APAC region benefiting as techs come home

An ongoing disagreement regarding accountancy practices for overseas companies listed in the US appears to be benefiting Singapore and Hong Kong stock exchanges. Electric vehicle start-up, Nio, is the most recent to apply for an alternative listing, with Singapore the chosen destination. This is just the latest in a growing list of tech giants such as JD.com, Pinduoduo, Tencent Music Entertainment and NetEase, which are "coming home".

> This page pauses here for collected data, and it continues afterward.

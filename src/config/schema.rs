//! Configuration schema definitions.
//!
//! This module defines the complete configuration structure for the splitter.
//! All types derive Serde traits so tunables can come from a TOML file; the
//! addresses and credentials normally arrive through environment variables.

use serde::{Deserialize, Serialize};

/// Root configuration for the address splitter.
#[derive(Debug, Clone, Deserialize, Serialize, Default)]
#[serde(default)]
pub struct SplitterConfig {
    /// Address polling settings.
    pub monitor: MonitorConfig,

    /// Destination addresses and split ratio.
    pub split: SplitConfig,

    /// Blockfrost API settings.
    pub blockfrost: BlockfrostConfig,

    /// External `cardano-cli` settings.
    pub cardano_cli: CardanoCliConfig,

    /// Transaction building settings.
    pub transaction: TransactionConfig,

    /// Submission confirmation polling.
    pub confirmation: ConfirmationConfig,

    /// Observability settings.
    pub observability: ObservabilityConfig,
}

/// Monitored address and trigger threshold.
#[derive(Debug, Clone, Deserialize, Serialize)]
#[serde(default)]
pub struct MonitorConfig {
    /// Address whose UTXOs are swept.
    pub address: String,

    /// Number of UTXOs that triggers a split (also the number consumed).
    pub utxo_count_split: usize,

    /// Seconds between poll cycles.
    pub poll_interval_secs: u64,
}

impl Default for MonitorConfig {
    fn default() -> Self {
        Self {
            address: String::new(),
            utxo_count_split: 0,
            poll_interval_secs: 3600,
        }
    }
}

/// Split destinations.
#[derive(Debug, Clone, Deserialize, Serialize)]
#[serde(default)]
pub struct SplitConfig {
    /// Receives `lower_percent` of the swept value.
    pub lower_address: String,

    /// Receives the remainder, minus the transaction fee.
    pub higher_address: String,

    /// Share of the total sent to the lower address, in percent.
    pub lower_percent: u8,
}

impl Default for SplitConfig {
    fn default() -> Self {
        Self {
            lower_address: String::new(),
            higher_address: String::new(),
            lower_percent: 20,
        }
    }
}

/// Blockfrost API configuration.
#[derive(Debug, Clone, Deserialize, Serialize)]
#[serde(default)]
pub struct BlockfrostConfig {
    /// Base URL including the `/api/v0/` path.
    pub api_url: String,

    /// Project id sent in the `project_id` header.
    pub project_id: String,

    /// Per-request timeout in seconds.
    pub timeout_secs: u64,
}

impl Default for BlockfrostConfig {
    fn default() -> Self {
        Self {
            api_url: "https://cardano-preprod.blockfrost.io/api/v0/".to_string(),
            project_id: String::new(),
            timeout_secs: 30,
        }
    }
}

/// Network flag passed to `cardano-cli transaction sign`.
#[derive(Debug, Clone, Copy, PartialEq, Eq, Deserialize, Serialize, Default)]
#[serde(rename_all = "snake_case")]
pub enum Network {
    #[default]
    Mainnet,
    TestnetMagic(u32),
}

/// External binary configuration.
#[derive(Debug, Clone, Deserialize, Serialize)]
#[serde(default)]
pub struct CardanoCliConfig {
    /// Program name or path of `cardano-cli`.
    pub binary: String,

    /// Protocol parameters file used for fee calculation.
    pub protocol_params_file: String,

    /// Signing key files, in the order they are passed to `sign`.
    pub signing_keys: Vec<String>,

    /// Network the transaction is signed for.
    pub network: Network,

    /// Seconds before a running invocation is killed.
    pub timeout_secs: u64,
}

impl Default for CardanoCliConfig {
    fn default() -> Self {
        Self {
            binary: "cardano-cli".to_string(),
            protocol_params_file: "keys/protocol-params.json".to_string(),
            signing_keys: vec!["keys/payment.skey".to_string()],
            network: Network::Mainnet,
            timeout_secs: 120,
        }
    }
}

/// Transaction building configuration.
#[derive(Debug, Clone, Deserialize, Serialize)]
#[serde(default)]
pub struct TransactionConfig {
    /// Slots added to the latest slot for `--invalid-hereafter`.
    pub ttl_offset_slots: u64,

    /// Witness count used for fee estimation.
    pub witness_count: u32,

    /// Directory under which per-attempt working directories are created.
    pub work_root: String,
}

impl Default for TransactionConfig {
    fn default() -> Self {
        Self {
            ttl_offset_slots: 10_800,
            witness_count: 1,
            work_root: ".".to_string(),
        }
    }
}

/// Confirmation polling after submission.
#[derive(Debug, Clone, Deserialize, Serialize)]
#[serde(default)]
pub struct ConfirmationConfig {
    /// Lookups before giving up.
    pub max_attempts: u32,

    /// Seconds between lookups.
    pub delay_secs: u64,
}

impl Default for ConfirmationConfig {
    fn default() -> Self {
        Self {
            max_attempts: 30,
            delay_secs: 5,
        }
    }
}

/// Log output format.
#[derive(Debug, Clone, Copy, PartialEq, Eq, Deserialize, Serialize, Default)]
#[serde(rename_all = "lowercase")]
pub enum LogFormat {
    #[default]
    Pretty,
    Json,
}

/// Observability configuration.
#[derive(Debug, Clone, Deserialize, Serialize)]
#[serde(default)]
pub struct ObservabilityConfig {
    /// Log level (trace, debug, info, warn, error).
    pub log_level: String,

    /// Human readable or JSON lines.
    pub log_format: LogFormat,

    /// Enable the Prometheus scrape endpoint.
    pub metrics_enabled: bool,

    /// Metrics endpoint bind address.
    pub metrics_address: String,
}

impl Default for ObservabilityConfig {
    fn default() -> Self {
        Self {
            log_level: "info".to_string(),
            log_format: LogFormat::Pretty,
            metrics_enabled: false,
            metrics_address: "0.0.0.0:9090".to_string(),
        }
    }
}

This move will likely encourage execution only day traders who have tended to focus on the often volatile technology sector. But, will there be a knock-on effect?

 

Will change fuel domestic interest?

 

When many of Hong Kong and China’s tech giants decided to look elsewhere, there was disappointment. However, there are signs that more traditional companies and tech giants are considering “returning home”. Some of the potential benefits include:-

 

Investors have more understanding of the business

 

Many APAC based investors have a greater understanding of Hong Kong/Chinese-based tech companies than some overseas investors. Consequently, numerous experts predict increased interest in these companies.

 

Greater liquidity

 

An increase in interest amongst execution only day traders/long-term investors will ultimately lead to greater liquidity. This should then encourage institutions to be more active and partake in new flotations and fundraising. In addition, the use of cutting-edge clearing and custody services will support the expected increase in liquidity.

 

Local start-up listings

 

Historically, many Chinese/Hong Kong tech and traditional start-ups have looked towards the US for funding. However, this trend is changing, with companies now looking at primary and secondary listings in the region. The hope is this will ultimately encourage future start-ups to list locally. There are high hopes for the coming years in what could become a self-fulfilling prophecy.

 

Overseas interest

 

It is common knowledge that the Chinese authorities have been loosening historical restrictions on overseas investment and Chinese-based company fundraisings. In addition, the introduction of the "Connect" system has encouraged execution only, managed and institutional clients to revisit the area. As a result, there are now viable opportunities for true global diversification and the ability to deal directly in Hong Kong and Chinese stocks.

 

Trade execution

 

In recent years we have seen considerable improvements in trading platforms, lower latency execution only trade services, and more significant activity from overseas investors. While part of the GIS UK Group, GIS HK Ltd has a strong and growing presence in Hong Kong with deep-seated knowledge of local markets. Our constant and ongoing investment in new technology, new trading platforms and more extensive clearing and custody services has allowed us to grow. Consequently, we have maintained an extremely competitive charging structure, a magnet for many new clients.

 

Is Hong Kong/China set to become more influential?

 

The return of some of the region’s best known traditional and technology companies has gone down well with execution only investors and those with managed funds. This corresponds with a loosening of overseas restrictions and more mainland China companies seeking a listing in Hong Kong via the “Connect” system.

 

While the NASDAQ remains the leading technology index, there are high hopes that Hong Kong/China will have a growing influence in this investment area. Highly efficient clearing services and lower latency execution only platforms will be critical in the future. So, are we about to experience a resurgence in the APAC technology sector?